In 2005, we succeeded in mass-culturing the edible microalgae Euglena outdoors for the first time in the world on Ishigaki Island. Since then, the methods of culturing, harvesting and drying have been constantly improved. The Production Technology Research Institute, located on the premises of the factory in Ishigaki Island, is in charge of research to continue producing microalgae at a lower cost, higher quality, more stable, and with less environmental impact. We are also researching culture methods that contain a high amount of specific components and methods for separating and recovering those components, and are exploring the potential of Euglena through the development of production technology. Utilizing the knowledge we have cultivated and the large-scale production equipment of our factories, we have been taking on the challenge of mass production of microorganisms other than Euglena in recent years.
Microalgaes such as Euglena and Chlorella will become one of Japan's national dishes in the near future. When it comes to national food, of course, not only one manufacturer, but many companies are competing with each other to form a large market. At that time, the algae we make are a bit different! From now on, we must carry out creative and strategic research on production technology in order for everyone to think. Until now, the Production Technology Research Institute has focused on research on methods for culturing the microalgae Euglena. In the future, we will take on unexplored issues such as more sustainable harvesting methods and drying processes, high quality settings that cannot be imitated anywhere else, and the development of new algae production technology.
Production Technology Research Institute
Director Takuto Takeuchi
The Production Technology Research Institute is also responsible for quality improvement research on the microalgae Euglena produced at the factory. In edible Euglena, it is also important to control its odor and taste. Since the odor and taste of Euglena changes greatly depending on the manufacturing process, it is necessary to aim for an odor that is easier to eat and that is easier to incorporate into products.
Microalgae Euglena has long been the subject of research as a microalgae that is easy to use for experiments. However, as an edible product, little research has been done on its odor and taste. In fact, Euglena, which contains both the nutrients characteristic of animals and plants, has an animal-like fishy odor and a plant-like green odor, so it is a problem that the taste of food is impaired.
The Production Technology Research Institute focused on the time required for a certain process in the manufacturing process of edible Euglena, and found that the time correlates with the taste of Euglena as a food. Furthermore, we are trying to identify and control the components that affect the taste by analyzing the aroma components of Euglena by dedicated gas chromatography.

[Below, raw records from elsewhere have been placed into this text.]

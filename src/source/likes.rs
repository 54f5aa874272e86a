//! Posts liked by an account.

use async_trait::async_trait;

use crate::api::{TwitterApi, UserRef};
use crate::config::SourceKind;
use crate::error::Result;
use crate::source::{Page, PostSource};

pub struct LikesSource {
    api: TwitterApi,
    user: UserRef,
}

impl LikesSource {
    pub fn new(api: TwitterApi, user: UserRef) -> Self {
        Self { api, user }
    }
}

#[async_trait]
impl PostSource for LikesSource {
    fn kind(&self) -> SourceKind {
        SourceKind::Likes
    }

    async fn fetch_page(&self, cursor: Option<u64>, page_size: u32) -> Result<Page> {
        let posts = self.api.get_favorites(&self.user, page_size, cursor).await?;
        Ok(Page::from_posts(posts))
    }
}
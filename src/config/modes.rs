//! Download mode definitions.

use serde::{Deserialize, Serialize};
use std::fmt;
use std::str::FromStr;

/// Which post collections to crawl.
#[derive(Debug, Clone, Copy, PartialEq, Eq, Default, Serialize, Deserialize)]
#[serde(rename_all = "lowercase")]
pub enum DownloadMode {
    /// Crawl only the account's likes.
    Likes,
    /// Crawl only the account's own timeline.
    Timeline,
    /// Crawl likes, then timeline (default).
    #[default]
    Both,
}

impl DownloadMode {
    /// The source kinds this mode crawls, in order.
    pub fn sources(&self) -> &'static [SourceKind] {
        match self {
            DownloadMode::Likes => &[SourceKind::Likes],
            DownloadMode::Timeline => &[SourceKind::Timeline],
            DownloadMode::Both => &[SourceKind::Likes, SourceKind::Timeline],
        }
    }
}

impl fmt::Display for DownloadMode {
    fn fmt(&self, f: &mut fmt::Formatter<'_>) -> fmt::Result {
        match self {
            DownloadMode::Likes => write!(f, "likes"),
            DownloadMode::Timeline => write!(f, "timeline"),
            DownloadMode::Both => write!(f, "both"),
        }
    }
}

impl FromStr for DownloadMode {
    type Err = String;

    fn from_str(s: &str) -> std::result::Result<Self, Self::Err> {
        match s.to_lowercase().as_str() {
            "likes" => Ok(DownloadMode::Likes),
            "timeline" => Ok(DownloadMode::Timeline),
            "both" => Ok(DownloadMode::Both),
            _ => Err(format!("Unknown download mode: {}", s)),
        }
    }
}

/// A single post collection. Also names the destination subfolder and the
/// history file prefix.
#[derive(Debug, Clone, Copy, PartialEq, Eq, Hash)]
pub enum SourceKind {
    Likes,
    Timeline,
}

impl SourceKind {
    pub fn as_str(&self) -> &'static str {
        match self {
            SourceKind::Likes => "likes",
            SourceKind::Timeline => "timeline",
        }
    }
}

impl fmt::Display for SourceKind {
    fn fmt(&self, f: &mut fmt::Formatter<'_>) -> fmt::Result {
        f.write_str(self.as_str())
    }
}

/// How the per-author replica of a download is produced.
#[derive(Debug, Clone, Copy, PartialEq, Eq, Default, Serialize, Deserialize)]
#[serde(rename_all = "lowercase")]
pub enum CopyMode {
    /// Stream the body into both files (default).
    #[default]
    Copy,
    /// Stream into `__all__` only and symlink the author entry to it.
    Symlink,
    /// Stream into `__all__` only and hard link the author entry to it.
    Hardlink,
}

impl fmt::Display for CopyMode {
    fn fmt(&self, f: &mut fmt::Formatter<'_>) -> fmt::Result {
        match self {
            CopyMode::Copy => write!(f, "copy"),
            CopyMode::Symlink => write!(f, "symlink"),
            CopyMode::Hardlink => write!(f, "hardlink"),
        }
    }
}
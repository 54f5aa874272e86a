//! In-memory history set shared by the producer and consumer of a run.

use std::collections::HashSet;
use std::sync::Arc;

use tokio::sync::RwLock;

/// URLs already downloaded, either in earlier runs or during this one.
///
/// The producer reads it to skip known media; only the consumer inserts, after
/// a download has completed.
#[derive(Debug, Clone, Default)]
pub struct SharedHistory {
    urls: Arc<RwLock<HashSet<String>>>,
}

impl SharedHistory {
    pub fn new(urls: HashSet<String>) -> Self {
        Self {
            urls: Arc::new(RwLock::new(urls)),
        }
    }

    pub async fn contains(&self, url: &str) -> bool {
        self.urls.read().await.contains(url)
    }

    /// Record a completed download. Returns `false` if it was already present.
    pub async fn insert(&self, url: String) -> bool {
        self.urls.write().await.insert(url)
    }

    pub async fn len(&self) -> usize {
        self.urls.read().await.len()
    }

    /// Copy of the current set, for persisting.
    pub async fn snapshot(&self) -> HashSet<String> {
        self.urls.read().await.clone()
    }
}

#[cfg(test)]
mod tests {
    use super::*;

    #[tokio::test]
    async fn test_clones_share_state() {
        let history = SharedHistory::new(HashSet::from(["https://a".to_string()]));
        let producer_view = history.clone();

        assert!(producer_view.contains("https://a").await);
        assert!(!producer_view.contains("https://b").await);

        assert!(history.insert("https://b".to_string()).await);
        assert!(!history.insert("https://b".to_string()).await);

        assert!(producer_view.contains("https://b").await);
        assert_eq!(producer_view.len().await, 2);
        assert_eq!(history.snapshot().await.len(), 2);
    }
}
//! Console output utilities.

use console::style;

/// Print an info message.
pub fn print_info(message: &str) {
    println!("{} {}", style("INFO").cyan().bold(), message);
}

/// Print a success message.
pub fn print_success(message: &str) {
    println!("{} {}", style("OK").green().bold(), message);
}

/// Print a warning message.
pub fn print_warning(message: &str) {
    println!("{} {}", style("WARN").yellow().bold(), message);
}

/// Print an error message.
pub fn print_error(message: &str) {
    eprintln!("{} {}", style("ERROR").red().bold(), message);
}

/// Print the application banner.
pub fn print_banner() {
    let banner = r#"
╔═══════════════════════════════════════════════════════╗
║     twitter-media-dl                                  ║
║     Likes and timeline media downloader               ║
╚═══════════════════════════════════════════════════════╝
"#;
    println!("{}", style(banner).cyan());
}

/// Print configuration summary.
pub fn print_config_summary(user: &str, download_mode: &str, copy_mode: &str, download_dir: &str) {
    println!();
    println!("{}", style("Configuration:").bold());
    println!("  Account:   {}", user);
    println!("  Mode:      {}", download_mode);
    println!("  Copies:    {}", copy_mode);
    println!("  Directory: {}", download_dir);
    println!();
}
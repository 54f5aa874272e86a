//! API response type definitions.

use chrono::{DateTime, FixedOffset};
use serde::{Deserialize, Deserializer};

/// Format of `created_at` in v1.1 payloads, e.g. `Sun Mar 21 04:08:55 +0000 2021`.
pub const CREATED_AT_FORMAT: &str = "%a %b %d %H:%M:%S %z %Y";

/// A post (status) as returned with `tweet_mode=extended`.
#[derive(Debug, Clone, Deserialize)]
pub struct Tweet {
    pub id: u64,

    #[serde(deserialize_with = "deserialize_created_at")]
    pub created_at: DateTime<FixedOffset>,

    pub user: User,

    /// Media attachments. Absent on posts without media.
    #[serde(default)]
    pub extended_entities: Option<ExtendedEntities>,

    /// The original post when this one is a repost.
    #[serde(default)]
    pub retweeted_status: Option<Box<Tweet>>,

    /// The quoted post when this one is a quote.
    #[serde(default)]
    pub quoted_status: Option<Box<Tweet>>,
}

/// Author of a post.
#[derive(Debug, Clone, Deserialize)]
pub struct User {
    pub screen_name: String,
}

/// Container for the full media list of a post.
#[derive(Debug, Clone, Default, Deserialize)]
pub struct ExtendedEntities {
    #[serde(default)]
    pub media: Vec<Media>,
}

/// A single attached media entry.
#[derive(Debug, Clone, Deserialize)]
pub struct Media {
    /// `photo`, `video` or `animated_gif`.
    #[serde(rename = "type")]
    pub media_type: String,

    pub media_url_https: String,

    #[serde(default)]
    pub video_info: Option<VideoInfo>,
}

/// Encodings available for video and animated media.
#[derive(Debug, Clone, Default, Deserialize)]
pub struct VideoInfo {
    #[serde(default)]
    pub variants: Vec<VideoVariant>,
}

/// One encoding of a video. Playlist variants carry no bitrate.
#[derive(Debug, Clone, Deserialize)]
pub struct VideoVariant {
    pub content_type: String,
    #[serde(default)]
    pub bitrate: Option<u64>,
    pub url: String,
}

/// Response of `POST /oauth2/token`.
#[derive(Debug, Deserialize)]
pub struct TokenResponse {
    pub token_type: String,
    pub access_token: String,
}

/// Error body returned by the API on failure.
#[derive(Debug, Deserialize)]
pub struct ErrorResponse {
    #[serde(default)]
    pub errors: Vec<ApiErrorDetail>,
}

#[derive(Debug, Deserialize)]
pub struct ApiErrorDetail {
    pub code: i64,
    pub message: String,
}

fn deserialize_created_at<'de, D>(deserializer: D) -> Result<DateTime<FixedOffset>, D::Error>
where
    D: Deserializer<'de>,
{
    let raw = String::deserialize(deserializer)?;
    DateTime::parse_from_str(&raw, CREATED_AT_FORMAT).map_err(serde::de::Error::custom)
}

#[cfg(test)]
mod tests {
    use super::*;

    #[test]
    fn test_parse_nested_tweet() {
        let json = r#"{
            "id": 1373486756306165763,
            "created_at": "Sun Mar 21 04:08:55 +0000 2021",
            "user": {"screen_name": "Sad_istfied"},
            "quoted_status": {
                "id": 42,
                "created_at": "Sat Mar 20 10:00:00 +0000 2021",
                "user": {"screen_name": "other"},
                "extended_entities": {"media": [{
                    "type": "photo",
                    "media_url_https": "https://pbs.twimg.com/media/ABC123.jpg"
                }]}
            }
        }"#;

        let tweet: Tweet = serde_json::from_str(json).unwrap();
        assert_eq!(tweet.id, 1373486756306165763);
        assert_eq!(tweet.created_at.format("%Y-%m-%d %H:%M:%S").to_string(), "2021-03-21 04:08:55");
        assert!(tweet.extended_entities.is_none());
        assert!(tweet.retweeted_status.is_none());

        let quoted = tweet.quoted_status.unwrap();
        assert_eq!(quoted.extended_entities.unwrap().media[0].media_type, "photo");
    }

    #[test]
    fn test_bad_created_at_rejected() {
        let json = r#"{"id": 1, "created_at": "yesterday", "user": {"screen_name": "a"}}"#;
        assert!(serde_json::from_str::<Tweet>(json).is_err());
    }
}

So far, the factory has produced chlorella and Euglena as edible microalgae. The Production Technology Research Institute is also conducting research to increase the lineup of materials to be produced. We aim to open up the potential of algae and contribute to people's health from various angles.
As a candidate for a new material to be produced, we have started research on the production of algae that can contain high amounts of unsaturated fatty acids. Although unsaturated fatty acids are recognized for their high functionality, their main source today is natural marine resources, which are also worried about depletion. If an artificial and industrial mass production method that utilizes microalgae culture technology is established, unsaturated fatty acids can be used stably.
The Production Technology Research Institute, by designing the optimal medium composition for culturing and examining harvesting and drying methods, will enable the production of a large amount of dry powder that can be held in both hands from a single small cell. became. Currently, we have succeeded in trial production of several hundred kilograms, and we are continuing research on improving the manufacturing process, aiming for commercialization.